PADANG, KLIKPOSITIF — Pemerintah Provinsi Sumatera Barat (Pemprov Sumbar) menunda pelaksanaan pembongkaran bangunan di kawasan PT Hidayah Syariah Hotel (PT HSH), Lembah Anai, Kabupaten Tanah Datar. Penundaan dilakukan menyusul keluarnya putusan sela Pengadilan Tata Usaha Negara (PTUN) pada 30 Januari 2026 yang memerintahkan penundaan eksekusi pembongkaran paksa.
Sekretaris Daerah (Sekda) Sumbar, Arry Yuswandi mengatakan, penundaan tersebut merupakan bagian dari proses hukum yang masih berjalan. Sebelumnya, pada Oktober 2025, gugatan terhadap Surat Keputusan (SK) pemerintah yang menjadi dasar penertiban dinyatakan tidak sah. Namun demikian, pihak penggugat kembali mengajukan gugatan baru ke PTUN pada November 2025.
“Salah satu pokok gugatan dalam perkara tersebut adalah permohonan penundaan pelaksanaan pembongkaran. Permohonan itu kemudian dikabulkan majelis hakim melalui putusan sela yang dibacakan pada 30 Januari 2026. Dengan adanya putusan sela tersebut, tim terpadu Pemprov Sumbar belum bisa melaksanakan eksekusi di lapangan,” katanya saat jumpa pers di kantor Dinas Bina Marga Cipta Karya dan Tata Ruang (BMCKTR), Selasa, 10 Februari 2026.
Ia mengatakan, putusan sela ini bersifat mengikat dan wajib dihormati. Karena itu, tim belum bisa melakukan pembongkaran sampai ada putusan lanjutan yang berkekuatan hukum tetap.

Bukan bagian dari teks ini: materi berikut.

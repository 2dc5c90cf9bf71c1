//! Function modules (`FUGR/FF`), created inside their function group

use adtkit_core::{ObjectAdapter, ObjectBuilder};
use adtkit_domain::{AdtRequest, FunctionModuleConfig, ObjectKind};

use super::function_group::{FUNCTION_GROUPS_PATH, FUNCTION_VALIDATION_PATH};
use super::spec::{AdtObject, ObjectSpec};
use super::{core_attributes, object_functions, package_ref};
use crate::operations::object_uri;
use crate::xml::escape;

pub const CONTENT_TYPE_FUNCTION_MODULE: &str =
    "application/vnd.sap.adt.functions.fmodules.v3+xml";

#[derive(Debug, Clone, Copy, Default)]
pub struct FunctionModules;

pub type FunctionModuleOperations = AdtObject<FunctionModules>;
pub type AdtFunctionModule = ObjectAdapter<FunctionModuleOperations>;
pub type FunctionModuleBuilder = ObjectBuilder<FunctionModuleOperations>;

fn group_uri(config: &FunctionModuleConfig) -> String {
    object_uri(FUNCTION_GROUPS_PATH, &config.function_group)
}

impl ObjectSpec for FunctionModules {
    type Config = FunctionModuleConfig;

    const KIND: ObjectKind = ObjectKind::FunctionModule;
    const CONTENT_TYPE: &'static str = CONTENT_TYPE_FUNCTION_MODULE;

    fn collection_uri(config: &FunctionModuleConfig) -> String {
        format!("{}/fmodules", group_uri(config))
    }

    fn create_body(config: &FunctionModuleConfig) -> String {
        format!(
            r#"<?xml version="1.0" encoding="UTF-8"?>
<fmodule:abapFunctionModule xmlns:fmodule="http://www.sap.com/adt/functions/fmodules" xmlns:adtcore="http://www.sap.com/adt/core" {attributes}>
  <adtcore:containerRef adtcore:name="{group}" adtcore:type="{group_type}" adtcore:uri="{group_uri}"/>
  {package}
</fmodule:abapFunctionModule>"#,
            attributes = core_attributes(
                config,
                Self::KIND,
                &config.master_language,
                config.responsible.as_deref()
            ),
            group = escape(&config.function_group),
            group_type = ObjectKind::FunctionGroup.adt_type(),
            group_uri = escape(&group_uri(config)),
            package = package_ref(config),
        )
    }

    fn validation_request(config: &FunctionModuleConfig) -> AdtRequest {
        AdtRequest::post(FUNCTION_VALIDATION_PATH)
            .query("objtype", Self::KIND.adt_type())
            .query("objname", config.name.as_str())
            .query("fugrname", config.function_group.as_str())
            .query("description", config.description.as_str())
    }
}

object_functions!(FunctionModules, FunctionModuleConfig {
    validate: validate_function_module_name,
    create: create_function_module,
    read: get_function_module_metadata,
    read_source: read_function_module_source,
    lock: lock_function_module,
    unlock: unlock_function_module,
    update: update_function_module_source,
    check: check_function_module,
    activate: activate_function_module,
    check_deletion: check_function_module_deletion,
    delete: delete_function_module,
});

#[cfg(test)]
mod tests {
    use super::*;

    fn config() -> FunctionModuleConfig {
        FunctionModuleConfig::new("z_fm_demo", "zfg_demo", "zpkg", "Demo module")
    }

    #[test]
    fn lives_under_its_function_group() {
        assert_eq!(
            FunctionModules::object_uri(&config()),
            "/sap/bc/adt/functions/groups/zfg_demo/fmodules/z_fm_demo"
        );
        assert_eq!(
            FunctionModules::source_uri(&config()),
            "/sap/bc/adt/functions/groups/zfg_demo/fmodules/z_fm_demo/source/main"
        );
    }

    #[test]
    fn create_body_references_container() {
        let body = FunctionModules::create_body(&config());
        assert!(body.contains(
            r#"<adtcore:containerRef adtcore:name="ZFG_DEMO" adtcore:type="FUGR/F" adtcore:uri="/sap/bc/adt/functions/groups/zfg_demo"/>"#
        ));
    }

    #[test]
    fn validation_names_the_group() {
        let request = FunctionModules::validation_request(&config());
        assert_eq!(request.query_value("fugrname"), Some("ZFG_DEMO"));
        assert_eq!(request.query_value("objtype"), Some("FUGR/FF"));
    }
}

Meski pembongkaran ditunda, Pemprov Sumbar menegaskan seluruh langkah penegakan hukum di bidang penataan ruang telah disiapkan. Penertiban yang direncanakan tidak hanya bangunan milik PT HSH, tetapi juga sejumlah bangunan lain di kawasan Lembah Anai yang dinilai bermasalah dari sisi tata ruang, perizinan, serta berada di zona rawan.
“Kawasan yang akan ditertibkan bukan hanya yang dikelola oleh satu pihak. Lembah Anai secara keseluruhan memiliki banyak persoalan, terutama terkait pemanfaatan ruang yang tidak sesuai peruntukan,” jelasnya.
Langkah tersebut merupakan bagian dari upaya mitigasi bencana dan pencegahan agar tidak terjadi kembali peristiwa yang membahayakan keselamatan masyarakat. Lembah Anai sebagai kawasan dengan kondisi geografis yang rawan, sehingga memerlukan pengendalian pemanfaatan ruang secara ketat sesuai ketentuan peraturan perundang-undangan.
“Kami tidak mengabaikan kawasan ini. Justru penataan dilakukan sebagai bentuk tanggung jawab pemerintah dalam melindungi keselamatan masyarakat sekaligus menjaga fungsi kawasan. Nantinya pemerintah akan mengembalikan fungsi lahan tersebut ke dalam bentuk semula,” lanjutnya.
Pemprov Sumbar juga menegaskan komitmennya untuk menghormati seluruh proses hukum yang berjalan, sembari terus berkoordinasi secara terpadu dengan pemerintah kabupaten, aparat penegak hukum, serta instansi teknis terkait.
Pemerintah berharap, melalui proses hukum yang transparan dan penegakan aturan tata ruang yang konsisten, kawasan Lembah Anai ke depan dapat dikelola secara lebih tertib, aman, dan berkelanjutan.